═══ GIVEN ENTRIES ═══
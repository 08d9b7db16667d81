//! WooCommerce REST client built on reqwest.

use reqwest::header::{HeaderMap, HeaderValue, ACCEPT, AUTHORIZATION};
use reqwest::{Client, Method, Response, StatusCode};
use serde::de::DeserializeOwned;
use serde::{Deserialize, Serialize};
use serde_json::Value;
use async_trait::async_trait;
use base64::engine::general_purpose::STANDARD;
use base64::Engine;
use crate::domain::aggregates::Shop;
use super::retry::{with_backoff, RetryPolicy};
use super::types::{ListQuery, ProductPage, ProductPayload, RemoteProduct, RemoteVariation, VariationPayload};
use super::{RemoteCatalog, RemoteConfig, RemoteError};

const INVALID_PAGE: &str = "rest_post_invalid_page_number";

/// Immutable handle to one shop. Cloning shares the connection pool.
#[derive(Clone, Debug)]
pub struct WooClient {
    http: Client,
    api_root: String,
    retry: RetryPolicy,
}

#[derive(Deserialize)]
struct WooErrorBody {
    code: Option<String>,
    message: Option<String>,
}

impl WooClient {
    pub fn for_shop(shop: &Shop, config: &RemoteConfig) -> Result<Self, RemoteError> {
        Self::new(shop.api_root(), &shop.consumer_key, &shop.consumer_secret, config)
    }

    pub fn new(api_root: impl Into<String>, consumer_key: &str, consumer_secret: &str, config: &RemoteConfig) -> Result<Self, RemoteError> {
        let token = STANDARD.encode(format!("{consumer_key}:{consumer_secret}"));
        let mut auth = HeaderValue::from_str(&format!("Basic {token}")).map_err(|e| RemoteError::Config(e.to_string()))?;
        auth.set_sensitive(true);
        let mut headers = HeaderMap::new();
        headers.insert(AUTHORIZATION, auth);
        headers.insert(ACCEPT, HeaderValue::from_static("application/json"));

        let http = Client::builder().timeout(config.timeout).default_headers(headers).build()?;
        Ok(Self { http, api_root: api_root.into().trim_end_matches('/').to_string(), retry: config.retry })
    }

    fn url(&self, path: &str) -> String { format!("{}{}", self.api_root, path) }

    async fn send_once(&self, method: Method, url: &str, query: &[(&'static str, String)], body: Option<&Value>) -> Result<Response, RemoteError> {
        let mut request = self.http.request(method, url).query(query);
        if let Some(body) = body { request = request.json(body); }
        let response = request.send().await?;
        ensure_success(response).await
    }

    async fn call<T: DeserializeOwned>(&self, method: Method, path: &str, query: &[(&'static str, String)], body: Option<&Value>) -> Result<T, RemoteError> {
        let url = self.url(path);
        let label = format!("{method} {path}");
        with_backoff(&self.retry, &label, RemoteError::is_retryable, |_| {
            let method = method.clone();
            let url = url.as_str();
            async move { decode(self.send_once(method, url, query, body).await?).await }
        })
        .await
    }

    async fn list_once(&self, url: &str, query: &ListQuery) -> Result<ProductPage, RemoteError> {
        let response = match self.send_once(Method::GET, url, &query.to_pairs(), None).await {
            Ok(response) => response,
            Err(err) if err.code() == Some(INVALID_PAGE) => return Ok(ProductPage::empty()),
            Err(err) => return Err(err),
        };
        let total_pages = header_number(&response, "x-wp-totalpages").unwrap_or(1) as u32;
        let total_count = header_number(&response, "x-wp-total").unwrap_or(0);
        let items: Vec<RemoteProduct> = decode(response).await?;
        Ok(ProductPage { items, total_pages, total_count })
    }
}

#[async_trait]
impl RemoteCatalog for WooClient {
    async fn test_connection(&self) -> bool {
        match self.call::<Value>(Method::GET, "/system_status", &[], None).await {
            Ok(_) => true,
            Err(err) => {
                tracing::info!(api_root = %self.api_root, error = %err, "shop connection test failed");
                false
            }
        }
    }

    async fn list_products(&self, query: &ListQuery) -> Result<ProductPage, RemoteError> {
        let url = self.url("/products");
        with_backoff(&self.retry, "GET /products", RemoteError::is_retryable, |_| self.list_once(&url, query)).await
    }

    async fn get_product(&self, id: i64) -> Result<RemoteProduct, RemoteError> {
        self.call(Method::GET, &format!("/products/{id}"), &[], None).await
    }

    async fn get_variation(&self, product_id: i64, variation_id: i64) -> Result<RemoteVariation, RemoteError> {
        self.call(Method::GET, &format!("/products/{product_id}/variations/{variation_id}"), &[], None).await
    }

    async fn create_product(&self, payload: &ProductPayload) -> Result<RemoteProduct, RemoteError> {
        let body = to_body(payload)?;
        self.call(Method::POST, "/products", &[], Some(&body)).await
    }

    async fn update_product(&self, id: i64, payload: &ProductPayload) -> Result<RemoteProduct, RemoteError> {
        let body = to_body(payload)?;
        self.call(Method::PUT, &format!("/products/{id}"), &[], Some(&body)).await
    }

    async fn delete_product(&self, id: i64, force: bool) -> Result<RemoteProduct, RemoteError> {
        self.call(Method::DELETE, &format!("/products/{id}"), &[("force", force.to_string())], None).await
    }

    async fn create_variation(&self, product_id: i64, payload: &VariationPayload) -> Result<RemoteVariation, RemoteError> {
        let body = to_body(payload)?;
        self.call(Method::POST, &format!("/products/{product_id}/variations"), &[], Some(&body)).await
    }

    async fn update_variation(&self, product_id: i64, variation_id: i64, payload: &VariationPayload) -> Result<RemoteVariation, RemoteError> {
        let body = to_body(payload)?;
        self.call(Method::PUT, &format!("/products/{product_id}/variations/{variation_id}"), &[], Some(&body)).await
    }
}

fn to_body<T: Serialize>(payload: &T) -> Result<Value, RemoteError> {
    serde_json::to_value(payload).map_err(|e| RemoteError::Config(e.to_string()))
}

async fn ensure_success(response: Response) -> Result<Response, RemoteError> {
    let status = response.status();
    if status.is_success() { return Ok(response); }
    let text = response.text().await.unwrap_or_default();
    Err(status_error(status, &text))
}

fn status_error(status: StatusCode, text: &str) -> RemoteError {
    let (code, message) = match serde_json::from_str::<WooErrorBody>(text) {
        Ok(body) => (body.code, body.message.unwrap_or_else(|| status.to_string())),
        Err(_) if text.trim().is_empty() => (None, status.to_string()),
        Err(_) => (None, text.chars().take(200).collect()),
    };
    RemoteError::Status { status: status.as_u16(), code, message }
}

async fn decode<T: DeserializeOwned>(response: Response) -> Result<T, RemoteError> {
    let bytes = response.bytes().await?;
    serde_json::from_slice(&bytes).map_err(|e| RemoteError::Decode(e.to_string()))
}

fn header_number(response: &Response, name: &str) -> Option<u64> {
    response.headers().get(name)?.to_str().ok()?.trim().parse().ok()
}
═══
> **TASK GOAL**: Without leaving anything out, transcribe the records above exactly.

> **ANSWER SPACE**:
repository 08d9b7db16667d81
//! WooCommerce REST client built on reqwest.

use reqwest::header::{HeaderMap, HeaderValue, ACCEPT, AUTHORIZATION};
use reqwest::{Client, Method, Response, StatusCode};
use serde::de::DeserializeOwned;
use serde::{Deserialize, Serialize};
use serde_json::Value;
use async_trait::async_trait;
use base64::engine::general_purpose::STANDARD;
use base64::Engine;
use crate::domain::aggregates::Shop;
use super::retry::{with_backoff, RetryPolicy};
use super::types::{ListQuery, ProductPage, ProductPayload, RemoteProduct, RemoteVariation, VariationPayload};
use super::{RemoteCatalog, RemoteConfig, RemoteError};

const INVALID_PAGE: &str = "rest_post_invalid_page_number";

/// Immutable handle to one shop. Cloning shares the connection pool.
#[derive(Clone, Debug)]
pub struct WooClient {
    http: Client,
    api_root: String,
    retry: RetryPolicy,
}

#[derive(Deserialize)]
struct WooErrorBody {
    code: Option<String>,
    message: Option<String>,
}

impl WooClient {
    pub fn for_shop(shop: &Shop, config: &RemoteConfig) -> Result<Self, RemoteError> {
        Self::new(shop.api_root(), &shop.consumer_key, &shop.consumer_secret, config)
    }

    pub fn new(api_root: impl Into<String>, consumer_key: &str, consumer_secret: &str, config: &RemoteConfig) -> Result<Self, RemoteError> {
        let token = STANDARD.encode(format!("{consumer_key}:{consumer_secret}"));
        let mut auth = HeaderValue::from_str(&format!("Basic {token}")).map_err(|e| RemoteError::Config(e.to_string()))?;
        auth.set_sensitive(true);
        let mut headers = HeaderMap::new();
        headers.insert(AUTHORIZATION, auth);
        headers.insert(ACCEPT, HeaderValue::from_static("application/json"));

        let http = Client::builder().timeout(config.timeout).default_headers(headers).build()?;
        Ok(Self { http, api_root: api_root.into().trim_end_matches('/').to_string(), retry: config.retry })
    }

    fn url(&self, path: &str) -> String { format!("{}{}", self.api_root, path) }

    async fn send_once(&self, method: Method, url: &str, query: &[(&'static str, String)], body: Option<&Value>) -> Result<Response, RemoteError> {
        let mut request = self.http.request(method, url).query(query);
        if let Some(body) = body { request = request.json(body); }
        let response = request.send().await?;
        ensure_success(response).await
    }

    async fn call<T: DeserializeOwned>(&self, method: Method, path: &str, query: &[(&'static str, String)], body: Option<&Value>) -> Result<T, RemoteError> {
        let url = self.url(path);
        let label = format!("{method} {path}");
        with_backoff(&self.retry, &label, RemoteError::is_retryable, |_| {
            let method = method.clone();
            let url = url.as_str();
            async move { decode(self.send_once(method, url, query, body).await?).await }
        })
        .await
    }

    async fn list_once(&self, url: &str, query: &ListQuery) -> Result<ProductPage, RemoteError> {
        let response = match self.send_once(Method::GET, url, &query.to_pairs(), None).await {
            Ok(response) => response,
            Err(err) if err.code() == Some(INVALID_PAGE) => return Ok(ProductPage::empty()),
            Err(err) => return Err(err),
        };
        let total_pages = header_number(&response, "x-wp-totalpages").unwrap_or(1) as u32;
        let total_count = header_number(&response, "x-wp-total").unwrap_or(0);
        let items: Vec<RemoteProduct> = decode(response).await?;
        Ok(ProductPage { items, total_pages, total_count })
    }
}

#[async_trait]
impl RemoteCatalog for WooClient {
    async fn test_connection(&self) -> bool {
        match self.call::<Value>(Method::GET, "/system_status", &[], None).await {
            Ok(_) => true,
            Err(err) => {
                tracing::info!(api_root = %self.api_root, error = %err, "shop connection test failed");
                false
            }
        }
    }

    async fn list_products(&self, query: &ListQuery) -> Result<ProductPage, RemoteError> {
        let url = self.url("/products");
        with_backoff(&self.retry, "GET /products", RemoteError::is_retryable, |_| self.list_once(&url, query)).await
    }

    async fn get_product(&self, id: i64) -> Result<RemoteProduct, RemoteError> {
        self.call(Method::GET, &format!("/products/{id}"), &[], None).await
    }

    async fn get_variation(&self, product_id: i64, variation_id: i64) -> Result<RemoteVariation, RemoteError> {
        self.call(Method::GET, &format!("/products/{product_id}/variations/{variation_id}"), &[], None).await
    }

    async fn create_product(&self, payload: &ProductPayload) -> Result<RemoteProduct, RemoteError> {
        let body = to_body(payload)?;
        self.call(Method::POST, "/products", &[], Some(&body)).await
    }

    async fn update_product(&self, id: i64, payload: &ProductPayload) -> Result<RemoteProduct, RemoteError> {
        let body = to_body(payload)?;
        self.call(Method::PUT, &format!("/products/{id}"), &[], Some(&body)).await
    }

    async fn delete_product(&self, id: i64, force: bool) -> Result<RemoteProduct, RemoteError> {
        self.call(Method::DELETE, &format!("/products/{id}"), &[("force", force.to_string())], None).await
    }

    async fn create_variation(&self, product_id: i64, payload: &VariationPayload) -> Result<RemoteVariation, RemoteError> {
        let body = to_body(payload)?;
        self.call(Method::POST, &format!("/products/{product_id}/variations"), &[], Some(&body)).await
    }

    async fn update_variation(&self, product_id: i64, variation_id: i64, payload: &VariationPayload) -> Result<RemoteVariation, RemoteError> {
        let body = to_body(payload)?;
        self.call(Method::PUT, &format!("/products/{product_id}/variations/{variation_id}"), &[], Some(&body)).await
    }
}

fn to_body<T: Serialize>(payload: &T) -> Result<Value, RemoteError> {
    serde_json::to_value(payload).map_err(|e| RemoteError::Config(e.to_string()))
}

async fn ensure_success(response: Response) -> Result<Response, RemoteError> {
    let status = response.status();
    if status.is_success() { return Ok(response); }
    let text = response.text().await.unwrap_or_default();
    Err(status_error(status, &text))
}

fn status_error(status: StatusCode, text: &str) -> RemoteError {
    let (code, message) = match serde_json::from_str::<WooErrorBody>(text) {
        Ok(body) => (body.code, body.message.unwrap_or_else(|| status.to_string())),
        Err(_) if text.trim().is_empty() => (None, status.to_string()),
        Err(_) => (None, text.chars().take(200).collect()),
    };
    RemoteError::Status { status: status.as_u16(), code, message }
}

async fn decode<T: DeserializeOwned>(response: Response) -> Result<T, RemoteError> {
    let bytes = response.bytes().await?;
    serde_json::from_slice(&bytes).map_err(|e| RemoteError::Decode(e.to_string()))
}

fn header_number(response: &Response, name: &str) -> Option<u64> {
    response.headers().get(name)?.to_str().ok()?.trim().parse().ok()
}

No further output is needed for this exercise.